* [Brief] Copy all lines containing the string "corrupt" from the records below.
____ Excerpted records
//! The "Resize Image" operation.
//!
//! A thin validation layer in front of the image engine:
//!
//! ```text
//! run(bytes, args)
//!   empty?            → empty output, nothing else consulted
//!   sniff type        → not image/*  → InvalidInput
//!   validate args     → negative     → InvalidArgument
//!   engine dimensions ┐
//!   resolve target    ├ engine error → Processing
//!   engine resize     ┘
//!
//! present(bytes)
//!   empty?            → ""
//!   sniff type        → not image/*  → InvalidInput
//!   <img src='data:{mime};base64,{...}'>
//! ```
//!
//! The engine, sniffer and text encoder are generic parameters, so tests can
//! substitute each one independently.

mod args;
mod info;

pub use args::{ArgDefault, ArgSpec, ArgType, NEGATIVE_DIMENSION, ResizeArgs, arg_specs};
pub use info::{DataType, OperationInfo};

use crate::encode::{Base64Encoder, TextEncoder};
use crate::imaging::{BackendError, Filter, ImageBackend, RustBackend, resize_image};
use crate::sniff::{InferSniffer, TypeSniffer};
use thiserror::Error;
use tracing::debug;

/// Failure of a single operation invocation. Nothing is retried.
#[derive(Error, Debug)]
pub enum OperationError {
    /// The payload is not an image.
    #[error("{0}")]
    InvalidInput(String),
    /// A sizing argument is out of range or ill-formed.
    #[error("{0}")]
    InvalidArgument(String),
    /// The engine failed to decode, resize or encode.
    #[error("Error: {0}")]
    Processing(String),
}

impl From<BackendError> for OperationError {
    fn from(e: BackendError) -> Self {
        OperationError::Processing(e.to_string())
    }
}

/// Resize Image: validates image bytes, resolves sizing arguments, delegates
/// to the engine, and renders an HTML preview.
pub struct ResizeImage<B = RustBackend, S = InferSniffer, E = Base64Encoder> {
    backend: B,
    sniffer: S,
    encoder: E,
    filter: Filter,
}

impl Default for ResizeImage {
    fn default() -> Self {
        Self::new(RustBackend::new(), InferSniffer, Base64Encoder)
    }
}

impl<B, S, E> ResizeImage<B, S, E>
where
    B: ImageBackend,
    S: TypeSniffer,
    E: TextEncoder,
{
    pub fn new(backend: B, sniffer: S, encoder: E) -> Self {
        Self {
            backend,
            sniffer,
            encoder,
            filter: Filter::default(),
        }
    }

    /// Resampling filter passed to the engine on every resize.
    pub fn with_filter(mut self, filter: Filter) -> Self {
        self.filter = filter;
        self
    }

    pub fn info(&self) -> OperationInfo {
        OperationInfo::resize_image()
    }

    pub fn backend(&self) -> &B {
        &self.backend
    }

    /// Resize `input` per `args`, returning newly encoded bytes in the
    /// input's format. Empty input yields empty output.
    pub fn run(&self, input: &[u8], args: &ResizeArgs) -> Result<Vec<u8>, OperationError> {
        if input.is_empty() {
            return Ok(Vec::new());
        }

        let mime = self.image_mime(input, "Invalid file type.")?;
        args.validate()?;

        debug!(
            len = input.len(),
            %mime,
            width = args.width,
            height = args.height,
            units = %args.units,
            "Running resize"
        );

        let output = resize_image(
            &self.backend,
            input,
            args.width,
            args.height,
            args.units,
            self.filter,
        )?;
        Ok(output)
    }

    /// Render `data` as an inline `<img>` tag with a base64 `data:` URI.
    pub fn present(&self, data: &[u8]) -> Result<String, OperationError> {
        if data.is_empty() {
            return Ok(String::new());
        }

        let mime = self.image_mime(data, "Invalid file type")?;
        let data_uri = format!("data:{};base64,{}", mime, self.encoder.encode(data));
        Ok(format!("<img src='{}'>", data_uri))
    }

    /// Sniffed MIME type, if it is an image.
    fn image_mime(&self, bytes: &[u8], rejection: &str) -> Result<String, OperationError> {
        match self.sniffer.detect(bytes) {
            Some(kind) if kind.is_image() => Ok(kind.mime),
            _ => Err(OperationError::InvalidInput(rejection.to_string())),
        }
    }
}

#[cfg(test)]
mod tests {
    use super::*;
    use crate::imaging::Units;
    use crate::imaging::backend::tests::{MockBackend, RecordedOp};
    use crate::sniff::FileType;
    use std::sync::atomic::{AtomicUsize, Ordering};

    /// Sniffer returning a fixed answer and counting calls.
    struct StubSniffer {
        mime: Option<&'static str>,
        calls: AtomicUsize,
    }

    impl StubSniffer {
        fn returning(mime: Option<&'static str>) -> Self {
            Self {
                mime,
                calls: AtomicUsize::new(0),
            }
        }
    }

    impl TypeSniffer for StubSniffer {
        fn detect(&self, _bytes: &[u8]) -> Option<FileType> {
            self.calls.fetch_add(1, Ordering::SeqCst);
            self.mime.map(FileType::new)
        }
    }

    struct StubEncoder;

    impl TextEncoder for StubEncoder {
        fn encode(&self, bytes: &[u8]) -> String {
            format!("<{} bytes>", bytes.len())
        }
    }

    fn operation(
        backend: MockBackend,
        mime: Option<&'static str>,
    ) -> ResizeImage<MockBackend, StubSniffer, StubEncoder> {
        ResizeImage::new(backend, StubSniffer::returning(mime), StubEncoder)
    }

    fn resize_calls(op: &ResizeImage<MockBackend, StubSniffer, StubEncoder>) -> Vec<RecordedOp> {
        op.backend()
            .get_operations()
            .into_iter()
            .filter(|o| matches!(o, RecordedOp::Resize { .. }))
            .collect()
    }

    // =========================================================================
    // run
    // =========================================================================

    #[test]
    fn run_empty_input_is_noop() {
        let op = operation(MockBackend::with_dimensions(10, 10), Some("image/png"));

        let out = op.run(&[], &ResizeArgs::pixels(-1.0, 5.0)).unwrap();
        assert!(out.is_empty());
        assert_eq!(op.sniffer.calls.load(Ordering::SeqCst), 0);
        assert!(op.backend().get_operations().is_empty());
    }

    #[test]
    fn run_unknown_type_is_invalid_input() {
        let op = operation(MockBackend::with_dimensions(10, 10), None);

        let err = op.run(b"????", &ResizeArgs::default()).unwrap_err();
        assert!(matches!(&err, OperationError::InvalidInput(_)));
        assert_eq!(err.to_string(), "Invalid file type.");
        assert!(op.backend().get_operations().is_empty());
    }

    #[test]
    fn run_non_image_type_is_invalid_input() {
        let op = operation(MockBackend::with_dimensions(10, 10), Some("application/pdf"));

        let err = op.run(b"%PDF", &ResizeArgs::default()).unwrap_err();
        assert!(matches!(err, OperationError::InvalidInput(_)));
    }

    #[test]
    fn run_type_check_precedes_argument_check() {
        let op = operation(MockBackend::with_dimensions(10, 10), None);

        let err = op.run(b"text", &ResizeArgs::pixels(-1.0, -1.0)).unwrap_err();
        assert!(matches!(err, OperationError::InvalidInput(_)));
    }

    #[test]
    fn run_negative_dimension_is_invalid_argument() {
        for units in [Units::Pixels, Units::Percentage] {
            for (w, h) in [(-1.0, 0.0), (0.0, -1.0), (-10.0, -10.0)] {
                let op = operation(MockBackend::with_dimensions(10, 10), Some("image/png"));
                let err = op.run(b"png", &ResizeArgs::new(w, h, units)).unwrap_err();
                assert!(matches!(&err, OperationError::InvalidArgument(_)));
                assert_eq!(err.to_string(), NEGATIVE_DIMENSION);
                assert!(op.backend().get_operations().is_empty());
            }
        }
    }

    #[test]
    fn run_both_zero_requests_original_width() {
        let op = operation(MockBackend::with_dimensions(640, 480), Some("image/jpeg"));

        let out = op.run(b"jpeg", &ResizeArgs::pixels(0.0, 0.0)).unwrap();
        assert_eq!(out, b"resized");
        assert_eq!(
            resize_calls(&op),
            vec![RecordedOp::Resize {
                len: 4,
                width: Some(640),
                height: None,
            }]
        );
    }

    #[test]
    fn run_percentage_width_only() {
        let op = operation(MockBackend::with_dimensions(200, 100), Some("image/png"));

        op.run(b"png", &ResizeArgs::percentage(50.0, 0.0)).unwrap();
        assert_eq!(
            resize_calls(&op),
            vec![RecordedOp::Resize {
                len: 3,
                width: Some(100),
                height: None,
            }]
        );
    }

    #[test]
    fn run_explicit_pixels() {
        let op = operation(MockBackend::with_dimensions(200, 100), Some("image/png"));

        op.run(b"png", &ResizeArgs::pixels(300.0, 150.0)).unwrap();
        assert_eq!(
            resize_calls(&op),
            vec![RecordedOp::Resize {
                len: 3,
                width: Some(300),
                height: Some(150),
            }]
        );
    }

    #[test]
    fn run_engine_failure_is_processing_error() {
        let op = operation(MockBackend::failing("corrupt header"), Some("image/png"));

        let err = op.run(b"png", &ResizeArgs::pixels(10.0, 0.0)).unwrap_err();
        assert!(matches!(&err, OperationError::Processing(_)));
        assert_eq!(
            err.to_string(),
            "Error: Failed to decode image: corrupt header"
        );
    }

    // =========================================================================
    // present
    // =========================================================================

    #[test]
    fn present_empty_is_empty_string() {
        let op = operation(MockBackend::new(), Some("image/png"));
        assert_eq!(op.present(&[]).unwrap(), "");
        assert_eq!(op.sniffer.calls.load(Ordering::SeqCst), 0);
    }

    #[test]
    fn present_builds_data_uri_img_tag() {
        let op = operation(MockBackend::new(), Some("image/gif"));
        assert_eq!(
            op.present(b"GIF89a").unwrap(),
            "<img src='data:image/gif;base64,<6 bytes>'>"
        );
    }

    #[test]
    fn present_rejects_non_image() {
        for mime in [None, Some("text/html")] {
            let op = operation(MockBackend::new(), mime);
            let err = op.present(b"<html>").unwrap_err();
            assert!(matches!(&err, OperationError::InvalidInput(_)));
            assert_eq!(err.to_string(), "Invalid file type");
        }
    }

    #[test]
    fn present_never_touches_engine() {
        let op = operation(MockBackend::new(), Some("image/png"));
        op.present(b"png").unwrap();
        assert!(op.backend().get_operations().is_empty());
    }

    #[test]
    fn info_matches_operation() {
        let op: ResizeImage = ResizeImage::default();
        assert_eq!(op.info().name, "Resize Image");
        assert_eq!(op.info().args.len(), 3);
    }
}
________
* [Solution for this problem]
        let op = operation(MockBackend::failing("corrupt header"), Some("image/png"));
            "Error: Failed to decode image: corrupt header"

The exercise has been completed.